De verwachtingen bij een paarse toekomst

Met de verkiezingen in aantocht poetsen de coalitiepartners hun onderlinge verschillen op die vooral liggen op financieel-economisch gebied. Ze bedienen immers verschillende doelgroepen en schuimen de kiezersmarkt af op zoek naar wat extra stemmen. De PvdA lijkt het vorige verlies te kunnen compenseren, waarschijnlijk doordat verlies aan stemmen van inheemse Nederlanders zal worden goedgemaakt door aanwas van allochtone zijde. De PvdA tracht in het krachtenspel vooral de lagere inkomensgroepen voor negatieve gevolgen van het neoliberale beleid te vrijwaren wat altijd ten nadele is van de middenmoot, die de centen daarvoor moet opbrengen en toch al het gros van de belastingopbrengsten levert.

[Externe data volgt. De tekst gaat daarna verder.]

/******************************************************************************
 * Copyright ContinuousC. Licensed under the "Elastic License 2.0".           *
 ******************************************************************************/

use dimensional::si::{
    Celsius, Cubic, Day, Fahrenheit, Foot, Hertz, Hour, Inch, Kelvin, Kilo,
    Kilogram, Liter, Meter, Mile, Newton, Pound, Rankine, Second, Slug,
    Yard,
};
use dimensional::typed::{Inverse, LinearUnitType, UnitType};
use dimensional::{Conversion, Measure, Unit};
use proptest::prelude::*;

fn close(a: f64, b: f64) -> bool {
    (a - b).abs() <= 1e-9 * a.abs().max(b.abs()).max(1.0)
}

#[test]
fn scale_composition() {
    for x in [0.0, 1.0, 1234.5, -3e12, 1e-300] {
        let km = Measure::<Meter>::new(x).convert::<Kilo<Meter>>();
        assert_eq!(km.value(), x / 1000.0);
    }
}

#[test]
fn dimensional_closure() {
    fn check<U: LinearUnitType, V: LinearUnitType>() {
        assert_eq!(
            <(U, V)>::LINEAR.dimension(),
            U::LINEAR
                .dimension()
                .checked_mul(V::LINEAR.dimension())
                .unwrap()
        );
        assert_eq!(
            <Inverse<U>>::LINEAR.dimension(),
            U::LINEAR.dimension().recip().unwrap()
        );
    }
    check::<Meter, Second>();
    check::<Newton, Foot>();
    check::<Kilogram, Hertz>();
    check::<Liter, Pound>();
}

#[test]
fn affine_correctness() {
    let k = Measure::<Celsius>::new(0.0).convert::<Kelvin>().value();
    assert!(close(k, 273.15));
    let c = Measure::<Fahrenheit>::new(32.0).convert::<Celsius>().value();
    assert!(c.abs() < 1e-9);
    let f = Measure::<Celsius>::new(100.0).convert::<Fahrenheit>().value();
    assert!(close(f, 212.0));
    let r = Measure::<Fahrenheit>::new(0.0).convert::<Rankine>().value();
    assert!(close(r, 459.67));
}

#[test]
fn derived_unit_scenario() {
    /* Pound is already the pound-force; its own composition is the
    slug-foot-per-second-squared chain. */
    let lbf = Measure::<Newton>::new(1.0)
        .convert::<(Slug, Foot, Hertz, Hertz)>()
        .value();
    assert!((lbf - 0.224809).abs() < 1e-6);
    assert_eq!(
        Measure::<Newton>::new(1.0).convert::<Pound>().value(),
        lbf
    );
}

#[test]
fn customary_chain() {
    assert_eq!(Measure::<Mile>::new(1.0).convert::<Foot>().value(), 5280.0);
    assert_eq!(
        Measure::<Hour>::new(1.0).convert::<Second>().value(),
        3600.0
    );
    assert_eq!(
        Measure::<Liter>::new(1.0).convert::<Cubic<Meter>>().value(),
        0.001
    );
}

#[test]
fn integer_preserving_conversion() {
    let inches = Measure::<Foot, i64>::new(7).convert::<Inch>();
    assert_eq!(inches.value(), 84);
    let yards = Measure::<Mile, u32>::new(2).convert::<Yard>();
    assert_eq!(yards.value(), 3520);
    /* Non-integral ratios need floating-point storage. */
    let feet = inches.rebind::<f64>().convert::<Foot>();
    assert_eq!(feet.value(), 7.0);
    let c = Conversion::between(&Inch::UNIT, &Foot::UNIT).unwrap();
    assert!(!c.is_exact());
    assert!(c.apply(12i64).is_err());
}

#[test]
fn compatibility_rejection() {
    assert!(Conversion::between(&Meter::UNIT, &Second::UNIT).is_err());
    let q = Measure::<Meter>::new(1.0).to_quantity();
    let s = Measure::<Second>::new(1.0).to_quantity();
    assert!((q + s).is_err());
    assert!((q - s).is_err());
}

/* Units grouped by dimension. */
const UNITS: &[&[Unit]] = &[
    &[
        Meter::UNIT,
        Foot::UNIT,
        Inch::UNIT,
        Mile::UNIT,
        <Kilo<Meter>>::UNIT,
    ],
    &[Second::UNIT, Hour::UNIT, Day::UNIT],
    &[Kelvin::UNIT, Celsius::UNIT, Fahrenheit::UNIT, Rankine::UNIT],
];

fn unit() -> impl Strategy<Value = Unit> {
    prop::sample::select(UNITS.concat())
}

fn unit_pair() -> impl Strategy<Value = (Unit, Unit)> {
    (0..UNITS.len()).prop_flat_map(|g| {
        let units = UNITS[g];
        (0..units.len(), 0..units.len())
            .prop_map(move |(a, b)| (units[a], units[b]))
    })
}

proptest! {
    #[test]
    fn round_trip((from, to) in unit_pair(), x in -1e9f64..1e9) {
        let there = from.convert(&to, x).unwrap();
        let back = to.convert(&from, there).unwrap();
        prop_assert!(close(back, x) || (back - x).abs() < 1e-6);
    }

    #[test]
    fn identity(u in unit(), x in any::<f64>()) {
        let y = u.convert(&u, x).unwrap();
        prop_assert_eq!(y.to_bits(), x.to_bits());
    }

    #[test]
    fn exact_round_trip(x in -1_000_000i64..1_000_000) {
        let inches = Measure::<Foot, i64>::new(x).convert::<Inch>();
        let feet = inches.rebind::<f64>().convert::<Foot>();
        prop_assert_eq!(feet.value(), x as f64);
    }
}
/******************************************************************************
 * Copyright ContinuousC. Licensed under the "Elastic License 2.0".           *
 ******************************************************************************/

//! Units as types.
//!
//! Every unit type carries its descriptor as an associated constant.
//! The constants are computed by the same `const fn`s as the dynamic
//! descriptors, while the program is compiled: an invalid composition
//! or conversion makes the constant fail to evaluate, which is a
//! compile error at the point where the unit is used.

mod base;
mod combinator;
mod measure;

pub use base::{
    Base, BaseKind, Current, Length, LuminousIntensity, Mass, Temperature,
    Time,
};
pub use combinator::{Frac, Inverse, Offset, Scaled};
pub use measure::Measure;

use crate::{Conversion, LinearUnit, Ratio, Unit, UnitError};

/// A unit known at compile time.
pub trait UnitType {
    const UNIT: Unit;
}

/// A unit that can be scaled, inverted and multiplied: anything but
/// an offset unit.
pub trait LinearUnitType: UnitType {
    const LINEAR: LinearUnit;
}

/// A ratio known at compile time.
pub trait RatioType {
    const RATIO: Ratio;
}

/* Compile-time error reporting. Panic messages must be literals in
constant evaluation, hence one message per error kind. */

pub(crate) const fn fail(err: UnitError) -> ! {
    match err {
        UnitError::Conversion(_, _) => {
            panic!("incompatible units: dimensions differ")
        }
        UnitError::Mul(_, _)
        | UnitError::Div(_, _)
        | UnitError::Pow(_, _)
        | UnitError::Inv(_)
        | UnitError::Scale(_, _)
        | UnitError::Offset(_, _) => panic!("unsupported unit composition"),
        UnitError::Add(_, _) | UnitError::Sub(_, _) => {
            panic!("unsupported unit operation")
        }
        UnitError::Overflow => panic!("ratio overflow"),
        UnitError::ZeroDenominator => panic!("zero denominator"),
        UnitError::InvalidScale(_) => {
            panic!("scale factors must be positive")
        }
        UnitError::InvalidDimension(_) => panic!("invalid dimension"),
        UnitError::Inexact(_) => {
            panic!("conversion requires floating-point storage")
        }
        UnitError::IntegerStorage => {
            panic!("value cannot be stored as an integer")
        }
        UnitError::NotCanonical(_) => panic!(
            "not a canonical SI unit: convert explicitly before \
             taking the number"
        ),
        UnitError::ParseNumber => panic!("invalid number"),
    }
}

pub(crate) const fn resolve_ratio(r: Result<Ratio, UnitError>) -> Ratio {
    match r {
        Ok(v) => v,
        Err(e) => fail(e),
    }
}

pub(crate) const fn resolve_linear(
    r: Result<LinearUnit, UnitError>,
) -> LinearUnit {
    match r {
        Ok(v) => v,
        Err(e) => fail(e),
    }
}

pub(crate) const fn resolve_conversion(
    r: Result<Conversion, UnitError>,
) -> Conversion {
    match r {
        Ok(v) => v,
        Err(e) => fail(e),
    }
}
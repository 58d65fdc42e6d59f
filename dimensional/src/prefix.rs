/******************************************************************************
 * Copyright ContinuousC. Licensed under the "Elastic License 2.0".           *
 ******************************************************************************/

use std::fmt::{self, Display, Formatter};

use serde::{Deserialize, Serialize};

use super::error::UnitError;
use super::ratio::Ratio;
use super::typed::{Frac, Scaled};
use super::unit::Unit;

pub type Pico<U> = Scaled<U, Frac<1, 1_000_000_000_000>>;
pub type Nano<U> = Scaled<U, Frac<1, 1_000_000_000>>;
pub type Micro<U> = Scaled<U, Frac<1, 1_000_000>>;
pub type Milli<U> = Scaled<U, Frac<1, 1000>>;
pub type Centi<U> = Scaled<U, Frac<1, 100>>;
pub type Deci<U> = Scaled<U, Frac<1, 10>>;
pub type Deca<U> = Scaled<U, Frac<10, 1>>;
pub type Hecto<U> = Scaled<U, Frac<100, 1>>;
pub type Kilo<U> = Scaled<U, Frac<1000, 1>>;
pub type Mega<U> = Scaled<U, Frac<1_000_000, 1>>;
pub type Giga<U> = Scaled<U, Frac<1_000_000_000, 1>>;
pub type Tera<U> = Scaled<U, Frac<1_000_000_000_000, 1>>;

/// Decimal prefixes for units configured at runtime.
#[derive(
    Serialize,
    Deserialize,
    PartialEq,
    PartialOrd,
    Eq,
    Ord,
    Hash,
    Clone,
    Copy,
    Debug,
)]
#[cfg_attr(feature = "schemars", derive(schemars::JsonSchema))]
#[serde(rename_all = "snake_case")]
pub enum SiPrefix {
    Atto,
    Femto,
    Pico,
    Nano,
    Micro,
    Milli,
    Centi,
    Deci,
    Unit,
    Deca,
    Hecto,
    Kilo,
    Mega,
    Giga,
    Tera,
    Peta,
    Exa,
}

static SI_PREFIXES: [SiPrefix; 17] = [
    SiPrefix::Atto,
    SiPrefix::Femto,
    SiPrefix::Pico,
    SiPrefix::Nano,
    SiPrefix::Micro,
    SiPrefix::Milli,
    SiPrefix::Centi,
    SiPrefix::Deci,
    SiPrefix::Unit,
    SiPrefix::Deca,
    SiPrefix::Hecto,
    SiPrefix::Kilo,
    SiPrefix::Mega,
    SiPrefix::Giga,
    SiPrefix::Tera,
    SiPrefix::Peta,
    SiPrefix::Exa,
];

impl SiPrefix {
    pub fn list() -> &'static [Self] {
        &SI_PREFIXES
    }

    pub const fn power(&self) -> i32 {
        match self {
            SiPrefix::Atto => -18,
            SiPrefix::Femto => -15,
            SiPrefix::Pico => -12,
            SiPrefix::Nano => -9,
            SiPrefix::Micro => -6,
            SiPrefix::Milli => -3,
            SiPrefix::Centi => -2,
            SiPrefix::Deci => -1,
            SiPrefix::Unit => 0,
            SiPrefix::Deca => 1,
            SiPrefix::Hecto => 2,
            SiPrefix::Kilo => 3,
            SiPrefix::Mega => 6,
            SiPrefix::Giga => 9,
            SiPrefix::Tera => 12,
            SiPrefix::Peta => 15,
            SiPrefix::Exa => 18,
        }
    }

    pub const fn symbol(&self) -> &'static str {
        match self {
            SiPrefix::Atto => "a",
            SiPrefix::Femto => "f",
            SiPrefix::Pico => "p",
            SiPrefix::Nano => "n",
            SiPrefix::Micro => "µ",
            SiPrefix::Milli => "m",
            SiPrefix::Centi => "c",
            SiPrefix::Deci => "d",
            SiPrefix::Unit => "",
            SiPrefix::Deca => "da",
            SiPrefix::Hecto => "h",
            SiPrefix::Kilo => "k",
            SiPrefix::Mega => "M",
            SiPrefix::Giga => "G",
            SiPrefix::Tera => "T",
            SiPrefix::Peta => "P",
            SiPrefix::Exa => "E",
        }
    }

    /// `10^power`; every prefix fits an `i64` ratio.
    pub const fn ratio(&self) -> Ratio {
        let mut n = 1;
        let mut i = 0;
        while i < self.power().unsigned_abs() {
            n *= 10;
            i += 1;
        }
        match self.power() < 0 {
            true => Ratio::raw(1, n),
            false => Ratio::raw(n, 1),
        }
    }

    pub const fn apply(&self, unit: Unit) -> Result<Unit, UnitError> {
        unit.scale(self.ratio())
    }
}

impl Display for SiPrefix {
    fn fmt(&self, f: &mut Formatter) -> Result<(), fmt::Error> {
        write!(f, "{}", self.symbol())
    }
}

#[cfg(test)]
mod tests {
    use super::{Kilo, Micro, SiPrefix};
    use crate::si::{Celsius, Gram, Kilogram, Meter};
    use crate::typed::{LinearUnitType, UnitType};
    use crate::{Ratio, UnitError};

    #[test]
    fn typed_prefixes() {
        assert_eq!(<Kilo<Gram>>::UNIT, Kilogram::UNIT);
        assert_eq!(
            <Micro<Meter>>::LINEAR.ratio(),
            Ratio::new(1, 1_000_000).unwrap()
        );
    }

    #[test]
    fn runtime_prefixes() {
        assert_eq!(SiPrefix::Exa.ratio(), Ratio::integer(10i64.pow(18)));
        assert_eq!(
            SiPrefix::Atto.ratio(),
            Ratio::new(1, 10i64.pow(18)).unwrap()
        );
        assert_eq!(SiPrefix::Unit.ratio(), Ratio::ONE);
        assert_eq!(SiPrefix::Kilo.apply(Gram::UNIT), Ok(Kilogram::UNIT));
        assert_eq!(
            SiPrefix::Kilo.apply(Celsius::UNIT),
            Err(UnitError::Scale(Celsius::UNIT, Ratio::integer(1000)))
        );
        assert!(SiPrefix::list().windows(2).all(|w| w[0] < w[1]));
        assert_eq!(SiPrefix::Micro.to_string(), "µ");
    }
}
/******************************************************************************
 * Copyright ContinuousC. Licensed under the "Elastic License 2.0".           *
 ******************************************************************************/

use std::path::PathBuf;
use std::process;

use clap::Parser;
use log::{debug, warn};

use dimensional::{RegistryError, Scalar, UnitRegistry};

#[derive(Parser, Debug)]
#[clap(version = env!("CARGO_PKG_VERSION"))]
/// Unit converter
///
/// Converts a value between named units. The SI and customary units
/// are always available; more can be defined in a JSON file.
struct Args {
    /// Increase verbosity (repeat for more). Messages go to stderr.
    #[clap(short = 'v', long, action = clap::ArgAction::Count)]
    verbosity: u8,
    /// JSON file with additional unit definitions.
    #[clap(long)]
    registry: Option<PathBuf>,
    /// List the known units and exit.
    #[clap(long)]
    list: bool,
    /// Print the converted quantity as JSON.
    #[clap(long)]
    json: bool,
    /// The value to convert.
    #[clap(required_unless_present = "list", allow_hyphen_values = true)]
    value: Option<Scalar>,
    /// The unit of the value.
    #[clap(required_unless_present = "list")]
    from: Option<String>,
    /// The unit to convert to.
    #[clap(required_unless_present = "list")]
    to: Option<String>,
}

impl Args {
    fn init_logger(&self) {
        if let Err(e) = simplelog::TermLogger::init(
            match self.verbosity {
                0 => simplelog::LevelFilter::Warn,
                1 => simplelog::LevelFilter::Info,
                2 => simplelog::LevelFilter::Debug,
                3.. => simplelog::LevelFilter::Trace,
            },
            simplelog::Config::default(),
            simplelog::TerminalMode::Stderr,
            simplelog::ColorChoice::Auto,
        ) {
            eprintln!("Error: failed to initialize logging: {}", e);
            process::exit(1);
        }
    }
}

fn main() {
    let args = Args::parse();
    args.init_logger();

    if let Err(e) = run(&args) {
        eprintln!("Error: {}", e);
        process::exit(1);
    }
}

fn run(args: &Args) -> Result<(), RegistryError> {
    let mut registry = UnitRegistry::with_catalog();
    if let Some(path) = &args.registry {
        registry.load(path)?;
    }

    if args.list {
        for (name, unit) in registry.iter() {
            println!("{name}\t{unit}");
        }
        return Ok(());
    }

    let (Some(value), Some(from), Some(to)) =
        (args.value, args.from.as_deref(), args.to.as_deref())
    else {
        return Ok(());
    };

    let quantity = registry.quantity(value, from)?;
    let result = registry.convert(&quantity, to)?;
    debug!("{quantity} -> {result}");
    if let (Scalar::Integer(_), Scalar::Float(_)) = (value, result.0) {
        warn!("{from} -> {to} is not exact; the result is approximate");
    }

    match args.json {
        true => println!("{}", serde_json::to_string(&result)?),
        false => println!("{} {}", result.0, to),
    }
    Ok(())
}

De VVD, die fors gewonnen had door te veinzen wat aan de vreemdelingenproblematiek te gaan doen en waarvan zijn kiezer dat nog steeds schijnt te denken want de helft van zijn aanhang stemt er vooral om die reden op, die VVD wil opnieuw gaan hakken in de sociale zekerheid. Merkwaardig dat mensen in redelijke doen denken dat de nare dingen van ziekte, ontslag en ouderdom henzelf niet zullen overkomen. Het gevolg zal zijn dat onder een nieuwe paarse regering de lagere inkomens en uitkeringen op peil gehouden worden door subsidies en dergelijke, maar dat de overige uitkeringen en aanvullende voorzieningen waaronder pensioenen afgeroomd zullen worden. De pechvogels bij de middengroepen worden ongetwijfeld de klos.